En termes militaires, il n’y aurait pas nécessairement à y redire: Napoléon disait ainsi qu’un des axiomes de la stratégie est «Partout on s’engage, et puis on voit.» Mais en l’espèce, Falkenhayn s’engage et ne voit rien. Il s’obstine, engage toujours plus de troupes, alors que, précisément, il entendait limiter le nombre des troupes combattantes. La faute, sans doute, aux gains territoriaux importants des premiers jours et notamment la prise du fort de Douaumont, tombé presque sans coup férir, du fait de l’impréparation française et d'une forme d’inconscience: la plupart des forts ont été désarmés, car la prise des principaux forts belges en 1914, réduits par des obusiers de 305mm et de 420mm, a persuadé l’état-major que ces mastodontes étaient en mesure de réduire en miettes toute fortification. Cela, le gouvernement français a soigneusement omis d’en informer les Français et il va devoir engager des dizaines de milliers d’hommes –et les faire tuer– pour reprendre un fort qui ne serait sans doute jamais tombé de la sorte s’il n’avait pas été désarmé, et qui a aussi encouragé les Allemands à persister dans leur assaut.

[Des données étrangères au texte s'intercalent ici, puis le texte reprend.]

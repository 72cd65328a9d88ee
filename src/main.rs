//! geofence-alarm: location-triggered alarm daemon
//!
//! Watches the device position and sounds an alarm (looping audio,
//! repeating vibration, optional wake lock) once the user enters a circle
//! around the chosen destination.
//!
//! The daemon provides:
//! - An explicit Idle / Armed / Triggered state machine
//! - A position feed with bounded staleness and per-fix timeouts
//! - A JSON line console for commands, fixes and events
//!
//! Map rendering and destination search live in the UI, not here.

mod alarm;
mod config;
mod console;
mod events;
mod geo;
mod geofence;
mod lifecycle;
mod position;
mod prefs;

use std::sync::Arc;
use std::time::Duration;

use anyhow::Result;
use tokio::sync::{broadcast, mpsc};
use tracing::{error, info, warn};
use tracing_subscriber::EnvFilter;

use crate::alarm::{Actuator, CommandPlayer, InhibitLock, TerminalBell};
use crate::config::Config;
use crate::console::{write_line, ConsoleReader};
use crate::events::AlarmEvent;
use crate::geofence::{Controller, ControllerInput, Settings};
use crate::lifecycle::ShutdownSignal;
use crate::position::FeedSource;
use crate::prefs::FilePreferences;

/// How long to wait for a first fix before giving up on initial centering
const INITIAL_FIX_TIMEOUT: Duration = Duration::from_secs(8);

#[tokio::main]
async fn main() -> Result<()> {
    // Logs go to stderr; stdout carries the console protocol
    tracing_subscriber::fmt()
        .with_env_filter(
            EnvFilter::try_from_default_env().unwrap_or_else(|_| EnvFilter::new("info")),
        )
        .with_writer(std::io::stderr)
        .init();

    info!(
        version = env!("CARGO_PKG_VERSION"),
        "geofence-alarm starting"
    );

    let config = Config::load()?;
    config.ensure_dirs()?;
    info!(
        ?config.data_dir,
        keep_awake = config.keep_awake,
        formula = ?config.distance_formula,
        "configuration loaded"
    );

    let mut shutdown = ShutdownSignal::new()?;

    // Host (console, position feed) -> controller
    let (input_tx, input_rx) = mpsc::channel::<ControllerInput>(64);
    // Controller -> stdout
    let (event_tx, mut event_rx) = broadcast::channel::<AlarmEvent>(64);

    let positions = FeedSource::new(32);
    let feed = positions.feed();

    let actuator = Actuator::new(
        Box::new(CommandPlayer::new(
            config.player.clone(),
            config.alarm_sound.clone(),
        )),
        Arc::new(TerminalBell),
        Box::new(InhibitLock::default()),
        config.keep_awake,
    );

    let settings = Settings {
        watch: config.watch_options(),
        formula: config.distance_formula,
    };
    let mut controller = Controller::new(
        settings,
        Some(Box::new(positions)),
        Box::new(actuator),
        Box::new(FilePreferences::open(&config.prefs_path())),
        event_tx,
        input_tx.clone(),
    );

    // Initial centering only needs a single fix
    let centering = feed.clone();
    tokio::spawn(async move {
        match centering.get_once(INITIAL_FIX_TIMEOUT).await {
            Ok(sample) => info!(
                coordinate = %sample.coordinate,
                accuracy_m = sample.accuracy_m,
                "initial position"
            ),
            Err(e) => info!(error = %e, "no initial position"),
        }
    });

    let console = ConsoleReader::new(input_tx, feed);
    match console.start() {
        Ok(()) => {
            info!("console reader started");
        }
        Err(e) => {
            error!(?e, "failed to start console reader");
            warn!("continuing without console input");
        }
    }

    info!("daemon initialized, entering main loop");

    tokio::select! {
        // Process commands and position samples
        _ = controller.run(input_rx) => {
            info!("controller exited");
        }

        // Print controller events as JSON lines
        _ = async {
            loop {
                match event_rx.recv().await {
                    Ok(event) => {
                        info!(%event, "alarm event");
                        write_line(&event);
                    }
                    Err(broadcast::error::RecvError::Lagged(n)) => {
                        warn!(skipped = n, "event printer lagged");
                    }
                    Err(broadcast::error::RecvError::Closed) => {
                        break;
                    }
                }
            }
        } => {
            info!("event printer exited");
        }

        _ = console.closed() => {
            info!("console input closed");
        }

        signal = shutdown.wait() => {
            info!(signal, "shutdown signal received");
        }
    }

    // Cleanup
    info!("shutting down...");

    console.stop();
    controller.dispose();

    while let Ok(event) = event_rx.try_recv() {
        write_line(&event);
    }

    info!("geofence-alarm stopped");

    Ok(())
}
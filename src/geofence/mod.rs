//! Geofence module for arrival detection
//!
//! Provides an explicit state machine with three states:
//! - Idle: not monitoring
//! - Armed: subscribed to positions, waiting to arrive
//! - Triggered: arrived, alarm sounding until stopped

mod controller;

pub use controller::{Command, Controller, ControllerInput, Settings, StatusSnapshot};

#[cfg(test)]
pub use controller::{ArmError, ArmState};
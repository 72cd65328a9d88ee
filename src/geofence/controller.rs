//! Geofence controller
//!
//! Handles transitions between Idle, Armed and Triggered based on UI
//! commands and position samples. All mutation happens on the task that
//! drives [`Controller::run`], one input at a time.

use std::time::Instant;

use serde::Serialize;
use tokio::sync::{broadcast, mpsc, oneshot};
use tracing::{debug, error, info, warn};

use crate::alarm::{Alarm, AudioSource};
use crate::events::AlarmEvent;
use crate::geo::{Coordinate, DistanceFormula};
use crate::position::{
    now_ms, PositionError, PositionSample, PositionSource, SubscriptionHandle, SubscriptionId,
    WatchOptions, MAX_CLOCK_SKEW,
};
use crate::prefs::PreferenceStore;

pub const MIN_RADIUS_M: u32 = 50;
pub const MAX_RADIUS_M: u32 = 5000;
pub const DEFAULT_RADIUS_M: u32 = 500;

const RADIUS_KEY: &str = "radius";

/// Arming state of the controller
#[derive(Debug, Clone, Copy, Default, PartialEq, Eq, Serialize)]
#[serde(rename_all = "snake_case")]
pub enum ArmState {
    /// Not monitoring
    #[default]
    Idle,
    /// Monitoring, waiting for the first inside-radius sample
    Armed,
    /// Arrived; the alarm is sounding until stopped
    Triggered,
}

impl std::fmt::Display for ArmState {
    fn fmt(&self, f: &mut std::fmt::Formatter<'_>) -> std::fmt::Result {
        match self {
            ArmState::Idle => write!(f, "Idle"),
            ArmState::Armed => write!(f, "Armed"),
            ArmState::Triggered => write!(f, "Triggered"),
        }
    }
}

/// Clamp a requested radius into the supported range
pub fn clamp_radius(meters: i64) -> u32 {
    meters.clamp(MIN_RADIUS_M as i64, MAX_RADIUS_M as i64) as u32
}

/// Destination and radius of the geofence
#[derive(Debug, Clone, Copy, PartialEq)]
pub struct GeofenceConfig {
    pub destination: Option<Coordinate>,
    pub radius_m: u32,
}

impl GeofenceConfig {
    pub fn contains(&self, distance_m: f64) -> bool {
        distance_m <= self.radius_m as f64
    }
}

/// Fixed policy the controller runs with
#[derive(Debug, Clone, Copy, Default)]
pub struct Settings {
    /// Options for the position subscription; `max_staleness` is also
    /// enforced here on every sample
    pub watch: WatchOptions,
    pub formula: DistanceFormula,
}

/// Precondition failures of [`Controller::arm`]
#[derive(Debug, Clone, PartialEq, Eq, thiserror::Error)]
pub enum ArmError {
    #[error("pick a destination first")]
    NoDestination,

    #[error("position updates are not supported on this device")]
    Unsupported,
}

impl ArmError {
    pub fn code(&self) -> &'static str {
        match self {
            ArmError::NoDestination => "no_destination",
            ArmError::Unsupported => "unsupported",
        }
    }
}

/// Operations the UI can invoke
#[derive(Debug, Clone, PartialEq)]
pub enum Command {
    SetDestination(Coordinate),
    SetRadius(i64),
    SetAudio(AudioSource),
    Arm,
    Stop,
    Status,
}

/// Everything the controller's event loop consumes
#[derive(Debug)]
pub enum ControllerInput {
    Command {
        command: Command,
        reply: oneshot::Sender<Result<StatusSnapshot, ArmError>>,
    },
    Sample {
        subscription: SubscriptionId,
        sample: PositionSample,
    },
    SampleError {
        subscription: SubscriptionId,
        error: PositionError,
    },
}

/// Observable fields, as read by the UI
#[derive(Debug, Clone, PartialEq, Serialize)]
pub struct StatusSnapshot {
    pub state: ArmState,
    pub destination: Option<Coordinate>,
    pub radius_m: u32,
    pub distance_m: Option<f64>,
    pub inside: bool,
    pub gps_status: String,
    pub audio: String,
}

/// The geofence controller
pub struct Controller {
    state: ArmState,
    config: GeofenceConfig,
    settings: Settings,
    audio_source: AudioSource,
    /// Last accepted sample of the current session
    last_sample: Option<PositionSample>,
    distance_m: Option<f64>,
    inside: bool,
    gps_status: String,
    armed_at: Option<Instant>,
    subscription: Option<SubscriptionHandle>,
    positions: Option<Box<dyn PositionSource>>,
    alarm: Box<dyn Alarm>,
    prefs: Box<dyn PreferenceStore>,
    event_tx: broadcast::Sender<AlarmEvent>,
    /// Handed to position subscriptions so samples land in our queue
    input_tx: mpsc::Sender<ControllerInput>,
}

impl Controller {
    /// Create a controller. `positions` is `None` when the device has no
    /// position stream.
    pub fn new(
        settings: Settings,
        positions: Option<Box<dyn PositionSource>>,
        alarm: Box<dyn Alarm>,
        prefs: Box<dyn PreferenceStore>,
        event_tx: broadcast::Sender<AlarmEvent>,
        input_tx: mpsc::Sender<ControllerInput>,
    ) -> Self {
        let radius_m = prefs
            .get(RADIUS_KEY)
            .and_then(|v| v.trim().parse::<i64>().ok())
            .map(clamp_radius)
            .unwrap_or(DEFAULT_RADIUS_M);

        Self {
            state: ArmState::Idle,
            config: GeofenceConfig {
                destination: None,
                radius_m,
            },
            settings,
            audio_source: AudioSource::Default,
            last_sample: None,
            distance_m: None,
            inside: false,
            gps_status: "Not started".to_string(),
            armed_at: None,
            subscription: None,
            positions,
            alarm,
            prefs,
            event_tx,
            input_tx,
        }
    }

    #[cfg(test)]
    pub fn state(&self) -> ArmState {
        self.state
    }

    #[cfg(test)]
    pub fn config(&self) -> GeofenceConfig {
        self.config
    }

    #[cfg(test)]
    pub fn distance_m(&self) -> Option<f64> {
        self.distance_m
    }

    #[cfg(test)]
    pub fn is_inside(&self) -> bool {
        self.inside
    }

    #[cfg(test)]
    pub fn gps_status(&self) -> &str {
        &self.gps_status
    }

    pub fn snapshot(&self) -> StatusSnapshot {
        StatusSnapshot {
            state: self.state,
            destination: self.config.destination,
            radius_m: self.config.radius_m,
            distance_m: self.distance_m,
            inside: self.inside,
            gps_status: self.gps_status.clone(),
            audio: self.audio_source.to_string(),
        }
    }

    /// Process inputs until the queue closes
    pub async fn run(&mut self, mut input_rx: mpsc::Receiver<ControllerInput>) {
        info!(
            radius_m = self.config.radius_m,
            "geofence controller started in Idle state"
        );

        while let Some(input) = input_rx.recv().await {
            self.handle_input(input);
        }

        info!("geofence controller stopped");
    }

    /// Stop everything and consume the controller
    pub fn dispose(mut self) {
        self.stop();
        info!("geofence controller disposed");
    }

    fn handle_input(&mut self, input: ControllerInput) {
        match input {
            ControllerInput::Command { command, reply } => {
                let result = self.handle_command(command);
                if reply.send(result).is_err() {
                    debug!("command issuer went away before the reply");
                }
            }
            ControllerInput::Sample {
                subscription,
                sample,
            } => {
                if self.is_current(subscription) {
                    self.on_sample(sample);
                } else {
                    debug!(%subscription, "dropping sample from cancelled subscription");
                }
            }
            ControllerInput::SampleError {
                subscription,
                error,
            } => {
                if self.is_current(subscription) {
                    self.on_sample_error(error);
                } else {
                    debug!(%subscription, "dropping error from cancelled subscription");
                }
            }
        }
    }

    pub fn handle_command(&mut self, command: Command) -> Result<StatusSnapshot, ArmError> {
        debug!(?command, "handling command");
        match command {
            Command::SetDestination(coordinate) => self.set_destination(coordinate),
            Command::SetRadius(meters) => self.set_radius(meters),
            Command::SetAudio(source) => self.set_audio_source(source),
            Command::Arm => self.arm()?,
            Command::Stop => self.stop(),
            Command::Status => {}
        }
        Ok(self.snapshot())
    }

    fn is_current(&self, subscription: SubscriptionId) -> bool {
        self.subscription
            .as_ref()
            .is_some_and(|handle| handle.id == subscription)
    }

    pub fn set_destination(&mut self, coordinate: Coordinate) {
        info!(%coordinate, "destination set");
        self.config.destination = Some(coordinate);
        self.emit(AlarmEvent::DestinationSet {
            latitude: coordinate.latitude,
            longitude: coordinate.longitude,
        });
    }

    /// Set and persist the radius, then re-evaluate the last fresh sample
    pub fn set_radius(&mut self, meters: i64) {
        let radius_m = clamp_radius(meters);
        if radius_m as i64 != meters {
            debug!(requested = meters, radius_m, "radius clamped");
        }

        self.config.radius_m = radius_m;
        if let Err(e) = self.prefs.set(RADIUS_KEY, &radius_m.to_string()) {
            warn!(?e, "failed to persist radius");
        }
        self.emit(AlarmEvent::RadiusChanged { meters: radius_m });

        if let Some(sample) = self.last_sample {
            if sample.is_current(now_ms(), self.settings.watch.max_staleness) {
                self.evaluate(sample);
            } else {
                debug!("last sample too old to re-evaluate");
            }
        }
    }

    /// Choose what the alarm plays on the next trigger
    pub fn set_audio_source(&mut self, source: AudioSource) {
        info!(%source, "alarm sound selected");
        self.audio_source = source;
    }

    /// Start monitoring. No-op if already armed or triggered.
    pub fn arm(&mut self) -> Result<(), ArmError> {
        if self.state != ArmState::Idle {
            debug!(state = %self.state, "arm ignored, already monitoring");
            return Ok(());
        }

        if self.config.destination.is_none() {
            return Err(ArmError::NoDestination);
        }
        let Some(positions) = self.positions.as_mut() else {
            return Err(ArmError::Unsupported);
        };

        if let Some(previous) = self.subscription.take() {
            positions.unsubscribe(previous);
        }
        let handle = positions.subscribe(self.settings.watch, self.input_tx.clone());
        debug!(subscription = %handle.id, "subscribed to position stream");
        self.subscription = Some(handle);

        self.last_sample = None;
        self.distance_m = None;
        self.inside = false;
        self.gps_status = "Starting…".to_string();
        self.alarm.keep_awake();

        self.transition_to(ArmState::Armed);
        Ok(())
    }

    /// Handle a sample from the position stream
    pub fn on_sample(&mut self, sample: PositionSample) {
        self.on_sample_at(sample, now_ms());
    }

    fn on_sample_at(&mut self, sample: PositionSample, now_ms: u64) {
        if self.state == ArmState::Idle {
            debug!("ignoring sample while idle");
            return;
        }

        let age = sample.age(now_ms);
        if age > self.settings.watch.max_staleness {
            debug!(age_ms = age.as_millis() as u64, "ignoring stale sample");
            return;
        }
        let lead = sample.lead(now_ms);
        if lead > MAX_CLOCK_SKEW {
            debug!(lead_ms = lead.as_millis() as u64, "ignoring future-stamped sample");
            return;
        }
        if let Some(last) = self.last_sample {
            if sample.timestamp_ms < last.timestamp_ms {
                debug!("ignoring out-of-order sample");
                return;
            }
        }

        self.gps_status = format!("OK (±{} m)", sample.accuracy_m.round() as i64);
        self.last_sample = Some(sample);
        self.evaluate(sample);
    }

    /// Handle an error from the position stream. Never changes the state.
    pub fn on_sample_error(&mut self, error: PositionError) {
        let needs_attention = matches!(error, PositionError::PermissionDenied);
        if needs_attention {
            error!(%error, "position stream error, alarm cannot fire");
        } else {
            warn!(%error, "position stream error");
        }

        self.gps_status = match &error {
            PositionError::PermissionDenied => {
                "Location permission denied: allow location access, then stop and re-arm"
                    .to_string()
            }
            PositionError::PositionUnavailable(reason) => {
                format!("Position unavailable: {reason}")
            }
            PositionError::Timeout => "Waiting for GPS fix (timed out, retrying)".to_string(),
        };

        self.emit(AlarmEvent::GpsStatus {
            text: self.gps_status.clone(),
            needs_attention,
        });
    }

    /// Stop monitoring and silence the alarm. Safe to call repeatedly.
    pub fn stop(&mut self) {
        if let Some(handle) = self.subscription.take() {
            debug!(subscription = %handle.id, "unsubscribing from position stream");
            if let Some(positions) = self.positions.as_mut() {
                positions.unsubscribe(handle);
            }
        }

        self.inside = false;
        self.last_sample = None;

        if self.state != ArmState::Idle {
            self.alarm.stop();
            self.transition_to(ArmState::Idle);
        }
    }

    /// Measure the sample against the geofence; may trigger
    fn evaluate(&mut self, sample: PositionSample) {
        let Some(destination) = self.config.destination else {
            return;
        };

        let distance_m = self.settings.formula.distance(sample.coordinate, destination);
        let inside = self.config.contains(distance_m);
        self.distance_m = Some(distance_m);
        self.inside = inside;

        debug!(
            distance_m = distance_m.round(),
            radius_m = self.config.radius_m,
            inside,
            "position evaluated"
        );
        self.emit(AlarmEvent::PositionUpdated {
            distance_m,
            inside,
            accuracy_m: sample.accuracy_m,
        });

        if self.state == ArmState::Armed && inside {
            info!(
                distance_m = distance_m.round(),
                radius_m = self.config.radius_m,
                "arrived inside geofence"
            );
            self.alarm.start(&self.audio_source);
            self.transition_to(ArmState::Triggered);
        }
    }

    /// Perform a state transition
    fn transition_to(&mut self, new_state: ArmState) {
        let old_state = self.state;
        let elapsed_ms = self
            .armed_at
            .map(|t| t.elapsed().as_millis() as u64)
            .unwrap_or(0);

        info!(
            from = %old_state,
            to = %new_state,
            elapsed_ms,
            "state transition"
        );

        self.state = new_state;
        let event = match new_state {
            ArmState::Armed => {
                self.armed_at = Some(Instant::now());
                AlarmEvent::Armed
            }
            ArmState::Triggered => AlarmEvent::Triggered {
                distance_m: self.distance_m.unwrap_or_default(),
                armed_ms: elapsed_ms,
            },
            ArmState::Idle => {
                self.armed_at = None;
                AlarmEvent::Stopped {
                    duration_ms: elapsed_ms,
                }
            }
        };

        self.emit(event);
    }

    fn emit(&self, event: AlarmEvent) {
        debug!(%event, "emitting event");
        // No receivers is fine
        let _ = self.event_tx.send(event);
    }
}
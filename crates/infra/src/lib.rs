//! Infrastructure layer: product storage, database bootstrap, configuration.

pub mod catalog;
pub mod config;
pub mod db;
pub mod store;

pub use catalog::ProductCatalog;
pub use config::{ConfigError, DatabaseSettings, Settings};
pub use store::{InMemoryProductStore, PostgresProductStore, ProductStore, StoreError, StoreResult};
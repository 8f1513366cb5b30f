//! Database bootstrap: connection pool and schema migrations.

use sqlx::migrate::{MigrateError, Migrator};
use sqlx::postgres::PgPoolOptions;
use sqlx::PgPool;

use crate::config::DatabaseSettings;

/// Embedded migrations from `crates/infra/migrations`.
pub static MIGRATOR: Migrator = sqlx::migrate!("./migrations");

/// Open a connection pool for the configured database.
pub async fn connect(settings: &DatabaseSettings) -> Result<PgPool, sqlx::Error> {
    PgPoolOptions::new()
        .max_connections(settings.max_connections)
        .connect(&settings.url)
        .await
}

/// Apply pending migrations (idempotent).
pub async fn run_migrations(pool: &PgPool) -> Result<(), MigrateError> {
    MIGRATOR.run(pool).await
}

Étrange bataille que celle de Verdun, tenue pour le symbole de la Grande Guerre et de son absurdité, mais dont cent ans plus tard, les réelles raisons du déclenchement demeurent mystérieuses. N’oublions pas non plus que le mythe de Verdun est une reconstruction à postériori, celui de la bataille où les Allemands «ne sont pas passés», où le poilu français a fait montre de l’étendue de ses vertus militaires. Formules creuses, mots vides destinés à masquer un abominable massacre qui avait vu Français et Allemands broyés par «le moulin de la Meuse». Odieux mensonge qui sera hélas, vingt-quatre ans plus tard, instrumentalisé par le maréchal Pétain, le «vainqueur de Verdun», et ses partisans, pour gagner l’adhésion du peuple français désemparé par la défaite – et celle des députés qui lui voteront les pleins pouvoirs.

Cet article s’appuie sur l’ouvrage de Malcolm Brown, Verdun 1916, publié aux éditions Perrin en 2006 et dont le traducteur français est son auteur.